En esas carnes y ese espíritu con el que se comen está el mandamient­o que Julio Camba tenía sobre las sardinas, sin que las sardinas se parezcan a un chuletón (aunque son energías parecidas). No se trata, decía Camba del pescado, precisamen­te de un manjar de buena compañía, "sino más bien de eso que los franceses llaman un (…) Las personas que se hayan unido alguna vez en el acto de comer sardinas, ya no podrán respetarse nunca mutuamente". Esto último es dolorosa verdad. Nadie que me haya visto comer carne me respeta; ni carne ni cualquier cosa, incluso no hace falta que coma. Tiene que ver con la pulsión, el placer y el horror; dentro de cien años la humanidad, como cada vez que pasa un siglo, mirará atrás espantada. Y uno de esos espantos, probableme­nte el más atroz de nuestra historia como especie, será el de saber que comíamos animales. Que los criábamos para comérnoslo­s. Y nos parecía bien.

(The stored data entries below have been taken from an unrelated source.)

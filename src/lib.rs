// SPDX-License-Identifier: Apache-2.0
// Copyright 2025 itsakeyfut
//
// Licensed under the Apache License, Version 2.0 (the "License");
// you may not use this file except in compliance with the License.
// You may obtain a copy of the License at
//
//     http://www.apache.org/licenses/LICENSE-2.0
//
// Unless required by applicable law or agreed to in writing, software
// distributed under the License is distributed on an "AS IS" BASIS,
// WITHOUT WARRANTIES OR CONDITIONS OF ANY KIND, either express or implied.
// See the License for the specific language governing permissions and
// limitations under the License.

//! Persistence bridge for emulator filesystems
//!
//! Gives an emulator core a synchronous in-memory directory tree (games,
//! saves, save-states, cheats, screenshots) and keeps it in step with an
//! asynchronous durable store across restarts.
//!
//! # Example
//!
//! ```
//! use savebridge::core::{classify, resolve_load_flags, SaveStateFlags, UploadClass};
//!
//! assert_eq!(classify("zelda.gba").unwrap(), UploadClass::Game);
//! assert_eq!(classify("zelda.ss2").unwrap(), UploadClass::SaveState);
//! assert!(!resolve_load_flags(None).contains(SaveStateFlags::CHEATS));
//! ```

pub mod core;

En todo eso pienso, aterrado, cuando voy al encuentro de otra amiga con la que como carne, ésta en Galicia, para sentarnos un día entre semana de Navidad en San Blas, Salcedo, Pontevedra. Nos cruzamos con todos esos hombres mayores en vaqueros, camisa y sudadera de chándal. Pedimos churrasco, ensalada, agua, cerveza y paz. Ración extra de patatas fritas y de salsa, de churrasco (cerdo siempre, no ternera) ya veremos. Le pregunto por su hija mientras meto las manos en la carne empapada en salsa, levanto el hueso como el cadáver de una rata y empiezo a mordisquea­rlo arrancando jirones mientras observo por el rabillo del ojo que me contempla espantada.

–Háblame mejor de ti –me dice.

–Entiendo que no quieras mezclar a la niña en esto –le digo–, pero se va a encontrar cosas peores; mujeres y hombres que en lugar de comer estos huesos delante de ella la comerán a ella misma, en la primera o en la segunda cita, y al llegar a casa te despertará para contártelo ilusionada.

–Cuánto tiempo sin verte –suspira.

Repetimos plato, lo cual es una barbaridad, y comemos tanto y tan bien que al salir vuelvo de nuevo a Camba y a su teoría de que las sardinas asadas saben muy bien, pero saben demasiado tiempo: "Después de comerlas uno tiene la sensación de haberse envilecido para toda la vida". Algo así pasa con la buena carne, al menos hasta la siguiente churrascad­a, que tendrá que ser en Galicia porque de Madrid siempre se dice que su principal defecto es que no tiene mar, pero lo que realmente no tiene Madrid es churrasco.